Cinema negre. El Detective de Gordon Douglas. Dilluns 19.45 h Sala Victory de l’Ateneu

El detective

Título original: The Detective.  Año: 1968. Duración: 114 min. País: Estados Unidos Dirección: Gordon Douglas. Guion: Abby Mann (Novela: Roderick Thorp). Música: Jerry Goldsmith. Fotografía:

Joseph F. Biroc.

Reparto: Frank Sinatra,  Lee Remick,  Ralph Meeker,  Jack Klugman,  Horace McMahon,  Lloyd Bochner,  William Windom,  Tony Musante,  Al Freeman Jr.,  Robert Duvall,  Jacqueline Bisset  Productora: Arcola Pictures / Twentieth Century-Fox Film Corporation

UN NOIR ¿EN ARCO IRIS?

Como todo el mundo sabe, la industria cinematográfica estadounidense, durante los años 50 y 60, vivió un periodo de plenitud productiva y expresiva difícil de igualar en la posteridad. Esta “edad de oro” del studio system fue fértil en lo que respecta a grandes profesionales capaces de ser, al mismo tiempo, realizadores integrados, subalternos comprometidos y autores libres, hábiles en los distntos géneros cinematográficos, story-tellers de incuestionable eficacia narrativa y, of course, gestores en permanente sintonía con el público que les da su razón de ser. Desde esta premisa, Gordon Douglas fue un nombre ejemplar. Reconocido principalmente por esa joya del sci-fi que es ‘La Humanidad en Peligro’ (Them!, 1954), Douglas supo cultivarse en otros terrenos como el western (Rio Conchos, Chuka), el biopic (Harlow), la comedia (“El Amo de la Selva”, “Un Chalado en Órbita”) y el cine negro, en el que destaca su magnífica trilogía protagonizada por Frank Sinatra. Tras ‘Hampa Dorada’ (Tony Rome, 1967) y ‘La Mujer de Cemento’ (Lady in Cement, 1968), llegaría ‘El Detective’ (The Detective, 1968), magnífico hard boiled basado en un relato homónimo de Roderick Thorp, que es, a su vez, una feroz sátira criminal sobre el papel de las fuerzas del orden en la época y una curiosa lectura crepuscular del antihéroe noir. “El Detective” cierra nuestro curso 2018-2019 de Los Grandes Olvidados y supone un inmejorable broche de oro a otro buen año de memoria noir y reivindicación cinematográfica.
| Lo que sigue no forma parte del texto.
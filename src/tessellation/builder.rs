// src/tessellation/builder.rs

use spade::{DelaunayTriangulation, Point2, Triangulation};
use tracing::debug;

use crate::error::{PartitionError, PartitionResult};
use crate::types::{Coord, Site, SpadePoint};

/// One unbounded ridge of an open cell.
///
/// The ridge lies on the perpendicular bisector of the owner and `neighbor`
/// generators and starts at the finite `anchor` vertex, so the pair fixes
/// the ray's line; the reconstructor picks the outward direction.
#[derive(Debug, Clone, Copy, PartialEq)]
pub struct OpenRay {
    /// Finite ridge endpoint: circumcenter of the inner face at the hull edge.
    pub anchor: Coord<f64>,
    /// Generator on the other side of the ridge.
    pub neighbor: Coord<f64>,
}

/// Both unbounded ridges of an open cell, attached to the ends of the
/// vertex chain: `head` before the first vertex, `tail` after the last.
#[derive(Debug, Clone, Copy, PartialEq)]
pub struct CellRays {
    pub head: OpenRay,
    pub tail: OpenRay,
}

/// Raw nearest-point cell extracted from the Delaunay dual.
///
/// `vertices` holds circumcenters in ring-connectivity order, never sorted
/// by angle. Closed cells carry `rays: None`; cells of convex-hull sites
/// are open and carry both ridge descriptors.
#[derive(Debug, Clone)]
pub struct TessellationCell {
    /// Index of the generator in the normalized site list.
    pub site_index: usize,
    pub vertices: Vec<Coord<f64>>,
    pub rays: Option<CellRays>,
}

impl TessellationCell {
    pub fn is_open(&self) -> bool {
        self.rays.is_some()
    }
}

/// Builds the full-plane nearest-point tessellation of the normalized sites.
pub struct TessellationBuilder;

impl TessellationBuilder {
    /// Triangulates the sites and extracts one cell per site.
    ///
    /// Vertex indices equal input indices (stable bulk load), so
    /// `cells[i].site_index == i` and owner attribution survives the
    /// tessellation unchanged.
    pub fn build_cells(sites: &[Site]) -> PartitionResult<Vec<TessellationCell>> {
        let points: Vec<SpadePoint> = sites
            .iter()
            .map(|s| Point2::new(s.position.x, s.position.y))
            .collect();

        let triangulation = DelaunayTriangulation::<SpadePoint>::bulk_load_stable(points)
            .map_err(|e| PartitionError::TriangulationFailed {
                reason: format!("bulk load rejected the site set: {:?}", e),
            })?;

        if triangulation.num_vertices() != sites.len() {
            // The normalizer guarantees distinct coordinates, so a merged
            // vertex would break the index <-> owner correspondence.
            return Err(PartitionError::TriangulationFailed {
                reason: format!(
                    "triangulation merged sites: {} in, {} kept",
                    sites.len(),
                    triangulation.num_vertices()
                ),
            });
        }

        // num_all_faces counts the outer face, so 1 means not a single
        // triangle: at least 3 distinct sites, all collinear.
        if triangulation.num_all_faces() <= 1 {
            return Err(PartitionError::DegenerateInput {
                point_count: sites.len(),
            });
        }

        let mut cells = Vec::with_capacity(triangulation.num_vertices());

        for vertex in triangulation.vertices() {
            let site_index = vertex.fix().index();
            let edges: Vec<_> = vertex.out_edges().collect();

            // A hull site has exactly one outgoing edge whose left face is
            // the outer face. Rotating the fan to end on that edge leaves
            // the inner faces contiguous in circulator order.
            let outer_pos = edges.iter().position(|e| e.face().is_outer());

            let Some(outer_pos) = outer_pos else {
                let mut ring = Vec::with_capacity(edges.len());
                for edge in &edges {
                    if let Some(inner) = edge.face().as_inner() {
                        let cc = inner.circumcenter();
                        ring.push(Coord { x: cc.x, y: cc.y });
                    }
                }
                ring.dedup();
                while ring.len() > 1 && ring.first() == ring.last() {
                    ring.pop();
                }
                cells.push(TessellationCell {
                    site_index,
                    vertices: ring,
                    rays: None,
                });
                continue;
            };

            let mut ordered = Vec::with_capacity(edges.len());
            ordered.extend(edges[outer_pos + 1..].iter().copied());
            ordered.extend(edges[..=outer_pos].iter().copied());

            let mut chain = Vec::with_capacity(ordered.len() - 1);
            for edge in &ordered[..ordered.len() - 1] {
                match edge.face().as_inner() {
                    Some(inner) => {
                        let cc = inner.circumcenter();
                        chain.push(Coord { x: cc.x, y: cc.y });
                    }
                    None => {
                        return Err(PartitionError::TriangulationFailed {
                            reason: format!("non-contiguous outer fan at site {}", site_index),
                        });
                    }
                }
            }
            chain.dedup();

            // The two hull edges at this site carry the unbounded ridges:
            // the rotated fan ends on the edge whose own face is outer, and
            // somewhere in the fan sits the edge whose reversed face is outer.
            let leaving_hull = ordered[ordered.len() - 1];
            let arriving_hull = ordered[..ordered.len() - 1]
                .iter()
                .copied()
                .find(|e| e.rev().face().is_outer())
                .ok_or_else(|| PartitionError::TriangulationFailed {
                    reason: format!("missing second hull edge at site {}", site_index),
                })?;

            let arriving_anchor = arriving_hull
                .face()
                .as_inner()
                .map(|f| f.circumcenter())
                .ok_or_else(|| PartitionError::TriangulationFailed {
                    reason: format!("hull edge without inner face at site {}", site_index),
                })?;
            let leaving_anchor = leaving_hull
                .rev()
                .face()
                .as_inner()
                .map(|f| f.circumcenter())
                .ok_or_else(|| PartitionError::TriangulationFailed {
                    reason: format!("hull edge without inner face at site {}", site_index),
                })?;

            let arriving_ray = OpenRay {
                anchor: to_coord(arriving_anchor),
                neighbor: to_coord(arriving_hull.to().position()),
            };
            let leaving_ray = OpenRay {
                anchor: to_coord(leaving_anchor),
                neighbor: to_coord(leaving_hull.to().position()),
            };

            let (&first, &last) = match (chain.first(), chain.last()) {
                (Some(first), Some(last)) => (first, last),
                _ => {
                    return Err(PartitionError::TriangulationFailed {
                        reason: format!("hull site {} has no adjacent inner face", site_index),
                    });
                }
            };

            // A ridge anchor is the circumcenter of a fan end face, so it
            // must coincide with one end of the vertex chain; pair each ray
            // with its end instead of trusting a circulator direction.
            let rays = if arriving_ray.anchor == first && leaving_ray.anchor == last {
                CellRays {
                    head: arriving_ray,
                    tail: leaving_ray,
                }
            } else if leaving_ray.anchor == first && arriving_ray.anchor == last {
                CellRays {
                    head: leaving_ray,
                    tail: arriving_ray,
                }
            } else {
                return Err(PartitionError::TriangulationFailed {
                    reason: format!(
                        "hull ridge anchors detached from cell ring at site {}",
                        site_index
                    ),
                });
            };

            cells.push(TessellationCell {
                site_index,
                vertices: chain,
                rays: Some(rays),
            });
        }

        debug!(
            "Extracted {} tessellation cells ({} open)",
            cells.len(),
            cells.iter().filter(|c| c.is_open()).count()
        );

        Ok(cells)
    }
}

fn to_coord(p: SpadePoint) -> Coord<f64> {
    Coord { x: p.x, y: p.y }
}
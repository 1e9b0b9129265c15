// src/providers/location.rs

use anyhow::Result;

use crate::types::{CategoryId, Crs, Site, SiteSet};

/// Source of located entity sites, already projected into the target CRS.
///
/// Implementations wrap whatever store holds the entity and address
/// records (relational store, remote API, flat file); the partition core
/// only ever sees the resulting `SiteSet`.
pub trait LocationProvider {
    /// Sites whose category matches any entry of `categories`; an empty
    /// filter selects every site.
    fn sites(&self, categories: &[CategoryId]) -> Result<SiteSet>;
}

/// Provider over records already in memory, used by tests and demos.
#[derive(Debug, Clone)]
pub struct InMemoryLocations {
    crs: Crs,
    records: Vec<(CategoryId, Site)>,
}

impl InMemoryLocations {
    pub fn new(crs: Crs) -> Self {
        Self {
            crs,
            records: Vec::new(),
        }
    }

    pub fn push(&mut self, category: CategoryId, site: Site) {
        self.records.push((category, site));
    }
}

impl LocationProvider for InMemoryLocations {
    fn sites(&self, categories: &[CategoryId]) -> Result<SiteSet> {
        let sites = self
            .records
            .iter()
            .filter(|(category, _)| categories.is_empty() || categories.contains(category))
            .map(|(_, site)| *site)
            .collect();
        Ok(SiteSet::new(self.crs.clone(), sites))
    }
}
Casualidad o no, el ocaso del cine negro tradicional a finales de los años 60 coincide con un clima sociopolítico de desconfianza y pesimismo en Estados Unidos hacia las instituciones públicas, la corrupción política y judicial, la desigualdad en torno a los distintos colectivos minoritarios y el desencanto con el trabajo de las fuerzas del orden, muy clasista y represivo en un momento marcado por la transformación y el trabajo en las libertades raciales y sexuales. De hecho, la trama de ‘El Detective’ se inicia cuando el Sargento Joe Leland (Frank Sinatra) investiga el asesinato de un adinerado homosexual, a la vez que debe lidiar con los turbios entresijos del departamento de policía que representa. La corruptela policial y la asfixiante homofobia son distintivos claros del contexto social y el itinerario cinematográfico que impera en ese momento.

Dividida en dos partes claramente distintas, pero de espíritu simétrico, y sacudida estructuralmente por varios flashbacks que profundizan en el carácter y la personalidad de Leland y la extraña relación con su esposa Karen (extraordinaria Lee Remick), “El Detective” sigue, aún así, los cánones más característicos del cine negro clásico. Se apoya en unos diálogos brillantes y en una realización directa y transparente, enfatizando cierta distancia con los protagonistas y los acontecimientos que les rodean mediante planos generalmente medios o largos. Su acidez crítica cubre y sacude a todos los personajes implicados y los estamentos que representan. Por ello, este noir “arco iris” (utilizando un recurso del argumento que, en ningún caso, debe considerarse fortuito) se beneficia de la labor impagable de sus secundarios, como los jóvenes Jaqueline Bisset y Robert Duvall o un Ralph Meeker que repite este año en el ciclo tras su Mike Hammer de ‘El Beso Mortal’ (Kiss me Deadly, Robert Aldrich, 1958).